With the first line as the start and the line containing "summaries and response envelopes" as the end, write out every line of the records exactly.

--- SUPPLIED RECORDS ---
________________

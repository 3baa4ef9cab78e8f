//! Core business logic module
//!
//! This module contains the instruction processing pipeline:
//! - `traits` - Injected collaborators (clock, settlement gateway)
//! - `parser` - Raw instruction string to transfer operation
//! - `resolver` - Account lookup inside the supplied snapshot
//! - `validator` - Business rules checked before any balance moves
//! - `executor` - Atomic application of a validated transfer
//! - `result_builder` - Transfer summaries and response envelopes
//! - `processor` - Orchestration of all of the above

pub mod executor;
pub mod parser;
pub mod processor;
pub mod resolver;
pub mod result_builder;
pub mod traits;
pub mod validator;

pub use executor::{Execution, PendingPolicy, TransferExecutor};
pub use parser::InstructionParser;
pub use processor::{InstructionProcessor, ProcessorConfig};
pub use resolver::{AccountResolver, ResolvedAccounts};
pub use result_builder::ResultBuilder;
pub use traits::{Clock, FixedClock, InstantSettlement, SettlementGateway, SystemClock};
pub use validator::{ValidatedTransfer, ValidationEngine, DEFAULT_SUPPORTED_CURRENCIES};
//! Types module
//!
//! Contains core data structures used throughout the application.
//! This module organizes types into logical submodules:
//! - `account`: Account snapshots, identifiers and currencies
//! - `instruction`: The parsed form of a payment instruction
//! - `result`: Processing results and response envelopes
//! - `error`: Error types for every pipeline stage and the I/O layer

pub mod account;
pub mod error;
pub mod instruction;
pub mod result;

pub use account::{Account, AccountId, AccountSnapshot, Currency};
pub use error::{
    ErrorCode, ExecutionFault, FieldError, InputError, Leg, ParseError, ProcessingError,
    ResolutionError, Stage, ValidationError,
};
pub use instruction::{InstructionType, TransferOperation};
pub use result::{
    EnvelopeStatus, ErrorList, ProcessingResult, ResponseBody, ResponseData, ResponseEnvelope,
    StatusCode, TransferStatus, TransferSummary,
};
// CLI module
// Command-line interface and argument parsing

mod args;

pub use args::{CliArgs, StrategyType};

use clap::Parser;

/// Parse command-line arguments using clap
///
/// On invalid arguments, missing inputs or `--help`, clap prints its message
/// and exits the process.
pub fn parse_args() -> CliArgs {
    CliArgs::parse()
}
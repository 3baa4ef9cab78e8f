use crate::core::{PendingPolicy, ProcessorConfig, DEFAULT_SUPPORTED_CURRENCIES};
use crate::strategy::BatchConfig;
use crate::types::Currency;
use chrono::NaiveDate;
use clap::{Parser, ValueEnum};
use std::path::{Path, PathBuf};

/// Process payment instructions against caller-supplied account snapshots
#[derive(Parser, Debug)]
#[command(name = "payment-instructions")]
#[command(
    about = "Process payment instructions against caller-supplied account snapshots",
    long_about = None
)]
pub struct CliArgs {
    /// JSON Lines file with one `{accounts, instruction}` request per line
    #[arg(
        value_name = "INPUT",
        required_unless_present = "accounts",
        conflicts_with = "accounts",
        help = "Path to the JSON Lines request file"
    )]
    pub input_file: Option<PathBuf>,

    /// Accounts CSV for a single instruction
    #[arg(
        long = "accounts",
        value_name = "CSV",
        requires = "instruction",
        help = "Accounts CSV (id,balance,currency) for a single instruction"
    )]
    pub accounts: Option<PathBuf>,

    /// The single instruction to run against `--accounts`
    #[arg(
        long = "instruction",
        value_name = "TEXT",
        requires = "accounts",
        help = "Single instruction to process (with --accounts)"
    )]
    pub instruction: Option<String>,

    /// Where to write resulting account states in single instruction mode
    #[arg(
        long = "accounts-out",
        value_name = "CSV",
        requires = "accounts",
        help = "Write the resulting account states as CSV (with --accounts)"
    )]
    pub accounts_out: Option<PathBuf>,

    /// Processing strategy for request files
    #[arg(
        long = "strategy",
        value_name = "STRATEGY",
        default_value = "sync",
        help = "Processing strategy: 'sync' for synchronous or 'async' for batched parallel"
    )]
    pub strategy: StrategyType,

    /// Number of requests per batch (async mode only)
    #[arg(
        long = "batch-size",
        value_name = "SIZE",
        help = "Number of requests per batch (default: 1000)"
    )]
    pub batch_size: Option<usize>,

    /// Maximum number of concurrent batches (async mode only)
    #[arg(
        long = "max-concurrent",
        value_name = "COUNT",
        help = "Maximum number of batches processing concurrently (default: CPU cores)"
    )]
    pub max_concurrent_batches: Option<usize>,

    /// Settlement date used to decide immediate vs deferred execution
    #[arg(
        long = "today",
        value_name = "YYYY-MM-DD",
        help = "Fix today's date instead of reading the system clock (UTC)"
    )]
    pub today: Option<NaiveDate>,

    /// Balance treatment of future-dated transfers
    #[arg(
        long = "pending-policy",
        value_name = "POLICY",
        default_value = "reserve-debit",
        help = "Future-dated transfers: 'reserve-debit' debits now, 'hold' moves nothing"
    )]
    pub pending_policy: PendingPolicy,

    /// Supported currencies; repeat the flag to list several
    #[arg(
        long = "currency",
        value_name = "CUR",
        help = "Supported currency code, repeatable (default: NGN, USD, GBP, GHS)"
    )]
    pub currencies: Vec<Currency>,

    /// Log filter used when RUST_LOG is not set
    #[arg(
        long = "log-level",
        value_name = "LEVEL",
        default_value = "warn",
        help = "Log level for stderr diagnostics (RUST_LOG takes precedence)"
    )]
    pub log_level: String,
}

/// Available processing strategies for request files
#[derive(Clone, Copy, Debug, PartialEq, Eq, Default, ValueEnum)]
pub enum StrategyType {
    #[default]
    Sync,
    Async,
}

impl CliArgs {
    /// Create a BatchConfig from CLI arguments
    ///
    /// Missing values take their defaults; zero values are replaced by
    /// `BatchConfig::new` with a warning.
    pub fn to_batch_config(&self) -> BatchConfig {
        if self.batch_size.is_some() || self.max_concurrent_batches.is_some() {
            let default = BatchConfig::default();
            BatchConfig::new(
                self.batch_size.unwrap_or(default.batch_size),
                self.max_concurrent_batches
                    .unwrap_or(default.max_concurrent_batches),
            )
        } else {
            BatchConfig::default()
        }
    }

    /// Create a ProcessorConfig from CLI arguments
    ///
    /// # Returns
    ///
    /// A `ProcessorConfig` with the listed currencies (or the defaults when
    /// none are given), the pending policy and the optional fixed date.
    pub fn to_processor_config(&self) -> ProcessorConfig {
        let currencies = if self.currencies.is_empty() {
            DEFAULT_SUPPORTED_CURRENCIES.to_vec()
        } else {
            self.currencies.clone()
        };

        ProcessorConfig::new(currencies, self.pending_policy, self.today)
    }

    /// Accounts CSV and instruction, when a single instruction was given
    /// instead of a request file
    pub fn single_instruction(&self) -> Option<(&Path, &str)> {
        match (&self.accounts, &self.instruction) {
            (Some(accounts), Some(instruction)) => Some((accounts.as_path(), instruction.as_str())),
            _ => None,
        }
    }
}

________________

--- OUTPUT ---
repository 3baa4ef9cab78e8f
//! Core business logic module
//!
//! This module contains the instruction processing pipeline:
//! - `traits` - Injected collaborators (clock, settlement gateway)
//! - `parser` - Raw instruction string to transfer operation
//! - `resolver` - Account lookup inside the supplied snapshot
//! - `validator` - Business rules checked before any balance moves
//! - `executor` - Atomic application of a validated transfer
//! - `result_builder` - Transfer summaries and response envelopes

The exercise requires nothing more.